• [Extracted information]:
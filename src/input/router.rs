//! Key routing state machine.
//!
//! [`InputRouter`] turns raw key events into a [`Dispatch`]: a session
//! action, a UI request, or a key/code point for the current session. It
//! owns all modifier latching state, so independent hosts never share it.

use tracing::trace;

use super::extra_keys::{ExtraKey, ExtraKeyButton, HostButton, MacroStep};
use super::fn_keys::{self, FnSubstitution};
use super::keys::{Key, KeyInput, KeySource};
use super::modifiers::{ModifierState, SpecialButton, SpecialButtons};
use super::shortcuts::{ShortcutAction, ShortcutTable};
use crate::event::UiRequest;

/// Session-level commands produced by routing.
#[derive(Debug, Clone, Copy, PartialEq, Eq)]
pub enum SessionAction {
    NewSession,
    NextSession,
    PreviousSession,
    RenameSession,
    /// Jump to the session at this 0-based index.
    SwitchTo(usize),
    /// Dismiss the finished current session.
    RemoveFinished,
}

impl From<ShortcutAction> for SessionAction {
    fn from(action: ShortcutAction) -> Self {
        match action {
            ShortcutAction::CreateSession => SessionAction::NewSession,
            ShortcutAction::NextSession => SessionAction::NextSession,
            ShortcutAction::PreviousSession => SessionAction::PreviousSession,
            ShortcutAction::RenameSession => SessionAction::RenameSession,
        }
    }
}

/// Result of routing one key.
#[derive(Debug, Clone, Copy, PartialEq, Eq)]
pub enum Dispatch {
    Action(SessionAction),
    Ui(UiRequest),
    /// Write a special key to the current session.
    Key { key: Key, mods: ModifierState },
    /// Write a code point to the current session.
    CodePoint {
        code_point: char,
        mods: ModifierState,
    },
    TerminateHost,
    /// Handled by the router itself (modifier latching, swallowed keys).
    Consumed,
    /// Not ours; the platform may handle it.
    Ignored,
}

/// What the router needs to know about the current session.
#[derive(Debug, Clone, Copy, Default, PartialEq, Eq)]
pub struct RouteContext {
    pub has_session: bool,
    pub session_running: bool,
}

impl RouteContext {
    fn session_finished(&self) -> bool {
        self.has_session && !self.session_running
    }
}

/// Router configuration, fixed after startup.
#[derive(Debug, Clone)]
pub struct RouterSettings {
    /// Ctrl+Alt command table for hardware keyboards.
    pub hardware_shortcuts: bool,
    /// Volume down acts as Ctrl and volume up as Fn.
    pub virtual_volume_keys: bool,
    pub shortcuts: ShortcutTable,
}

impl Default for RouterSettings {
    fn default() -> Self {
        Self {
            hardware_shortcuts: true,
            virtual_volume_keys: true,
            shortcuts: ShortcutTable::default(),
        }
    }
}

pub struct InputRouter {
    settings: RouterSettings,
    virtual_ctrl: bool,
    virtual_fn: bool,
    buttons: SpecialButtons,
}

impl InputRouter {
    pub fn new(settings: RouterSettings) -> Self {
        Self {
            settings,
            virtual_ctrl: false,
            virtual_fn: false,
            buttons: SpecialButtons::default(),
        }
    }

    pub fn virtual_ctrl(&self) -> bool {
        self.virtual_ctrl
    }

    pub fn virtual_fn(&self) -> bool {
        self.virtual_fn
    }

    /// Extra-keys special buttons, for rendering their latched state.
    pub fn buttons(&self) -> &SpecialButtons {
        &self.buttons
    }

    /// Route a key-down event.
    pub fn key_down(&mut self, input: KeyInput, ctx: RouteContext) -> Dispatch {
        if let Some(down) = self.virtual_modifier(&input, true) {
            return down;
        }
        let extra = self.buttons.take();
        self.route(input.key, input.mods, extra, ctx)
    }

    /// Route a key-up event. Only releases virtual modifiers, except Back
    /// with no session, which terminates the host.
    pub fn key_up(&mut self, input: KeyInput, ctx: RouteContext) -> Dispatch {
        if input.key == Key::Back && !ctx.has_session {
            return Dispatch::TerminateHost;
        }
        self.virtual_modifier(&input, false)
            .unwrap_or(Dispatch::Ignored)
    }

    /// Route a press on an extra-keys button. Macros yield one dispatch per
    /// step.
    pub fn press_button(&mut self, button: &ExtraKeyButton, ctx: RouteContext) -> Vec<Dispatch> {
        let is_macro = button.is_macro();
        let mut out = Vec::new();
        for step in button.steps() {
            self.press_step(step, is_macro, ctx, &mut out);
        }
        out
    }

    /// Long press on a special button: lock it.
    pub fn lock_button(&mut self, button: SpecialButton) {
        self.buttons.lock(button);
    }

    /// Expand and route a macro string such as `"CTRL ALT x"`.
    pub fn macro_keys(&mut self, spec: &str, ctx: RouteContext) -> Vec<Dispatch> {
        self.press_button(
            &ExtraKeyButton::Macro {
                keys: spec.to_string(),
                display: None,
            },
            ctx,
        )
    }

    fn press_step(
        &mut self,
        step: MacroStep,
        is_macro: bool,
        ctx: RouteContext,
        out: &mut Vec<Dispatch>,
    ) {
        match step.key {
            ExtraKey::Special(button) => {
                // Only reachable for a plain button; macros fold modifiers into steps.
                self.buttons.toggle(button);
                out.push(Dispatch::Consumed);
            }
            ExtraKey::Host(button) => out.push(Dispatch::Ui(match button {
                HostButton::Keyboard => UiRequest::ToggleKeyboard,
                HostButton::Paste => UiRequest::Paste,
                HostButton::Scroll => UiRequest::ToggleAutoScroll,
            })),
            ExtraKey::Named(key) => {
                let extra = self.step_modifiers(step.mods, is_macro);
                out.push(self.route(key, ModifierState::NONE, extra, ctx));
            }
            ExtraKey::Text(text) => {
                for c in text.chars() {
                    let extra = self.step_modifiers(step.mods, is_macro);
                    out.push(self.route(Key::Char(c), ModifierState::NONE, extra, ctx));
                }
            }
        }
    }

    fn step_modifiers(&mut self, mods: ModifierState, is_macro: bool) -> ModifierState {
        if is_macro {
            mods
        } else {
            mods.union(self.buttons.take())
        }
    }

    /// Volume keys as virtual Ctrl/Fn. `None` when the event is not one.
    fn virtual_modifier(&mut self, input: &KeyInput, down: bool) -> Option<Dispatch> {
        if !self.settings.virtual_volume_keys || input.source == KeySource::Keyboard {
            return None;
        }
        match input.key {
            Key::VolumeDown => self.virtual_ctrl = down,
            Key::VolumeUp => self.virtual_fn = down,
            _ => return None,
        }
        trace!(ctrl = self.virtual_ctrl, fn_ = self.virtual_fn, "virtual modifiers");
        Some(Dispatch::Consumed)
    }

    /// Single-key handler. `physical` are modifiers held on a real keyboard;
    /// `extra` come from special buttons or macro steps.
    fn route(
        &mut self,
        key: Key,
        physical: ModifierState,
        extra: ModifierState,
        ctx: RouteContext,
    ) -> Dispatch {
        if key == Key::Enter && ctx.session_finished() {
            return Dispatch::Action(SessionAction::RemoveFinished);
        }

        if self.settings.hardware_shortcuts && physical.ctrl && physical.alt {
            return ctrl_alt_command(key).unwrap_or(Dispatch::Consumed);
        }

        let mods = physical.union(extra);
        match key {
            Key::Char(c) => self.route_code_point(c, mods, ctx),
            Key::VolumeUp | Key::VolumeDown | Key::Back => Dispatch::Ignored,
            key => Dispatch::Key {
                key,
                mods: mods.without_fn(),
            },
        }
    }

    fn route_code_point(&mut self, c: char, mods: ModifierState, ctx: RouteContext) -> Dispatch {
        if self.virtual_fn || mods.fn_ {
            let sub = fn_keys::substitute(c);
            if sub.clears_fn() {
                self.virtual_fn = false;
            }
            return match sub {
                FnSubstitution::Key(key) => Dispatch::Key {
                    key,
                    mods: ModifierState::NONE,
                },
                FnSubstitution::CodePoint(code_point, mods) => {
                    Dispatch::CodePoint { code_point, mods }
                }
                FnSubstitution::Ui(request) => Dispatch::Ui(request),
                FnSubstitution::Swallow => Dispatch::Consumed,
            };
        }

        let ctrl = mods.ctrl || self.virtual_ctrl;
        if ctrl {
            if c.to_ascii_lowercase() == 'j' && ctx.session_finished() {
                return Dispatch::Action(SessionAction::RemoveFinished);
            }
            if let Some(action) = self.settings.shortcuts.resolve(c) {
                return Dispatch::Action(action.into());
            }
        }

        Dispatch::CodePoint {
            code_point: c,
            mods: ModifierState { ctrl, ..mods }.without_fn(),
        }
    }
}

/// Fixed Ctrl+Alt table for hardware keyboards.
fn ctrl_alt_command(key: Key) -> Option<Dispatch> {
    let action = |a| Some(Dispatch::Action(a));
    let ui = |r| Some(Dispatch::Ui(r));
    match key {
        Key::Down | Key::Right => action(SessionAction::NextSession),
        Key::Up | Key::Left => action(SessionAction::PreviousSession),
        Key::Char(c) => match c.to_ascii_lowercase() {
            'n' => action(SessionAction::NextSession),
            'p' => action(SessionAction::PreviousSession),
            'c' => action(SessionAction::NewSession),
            'r' => action(SessionAction::RenameSession),
            'k' => ui(UiRequest::ToggleKeyboard),
            'm' => ui(UiRequest::ContextMenu),
            'u' => ui(UiRequest::UrlSelection),
            'v' => ui(UiRequest::Paste),
            '+' | '=' => ui(UiRequest::FontSize { increase: true }),
            '-' => ui(UiRequest::FontSize { increase: false }),
            d @ '1'..='9' => action(SessionAction::SwitchTo(d as usize - '1' as usize)),
            _ => None,
        },
        _ => None,
    }
}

• [Directions]: Copy out all lines above holding "RenameSession".

• [Response box]:
    RenameSession,
            ShortcutAction::RenameSession => SessionAction::RenameSession,
            'r' => action(SessionAction::RenameSession),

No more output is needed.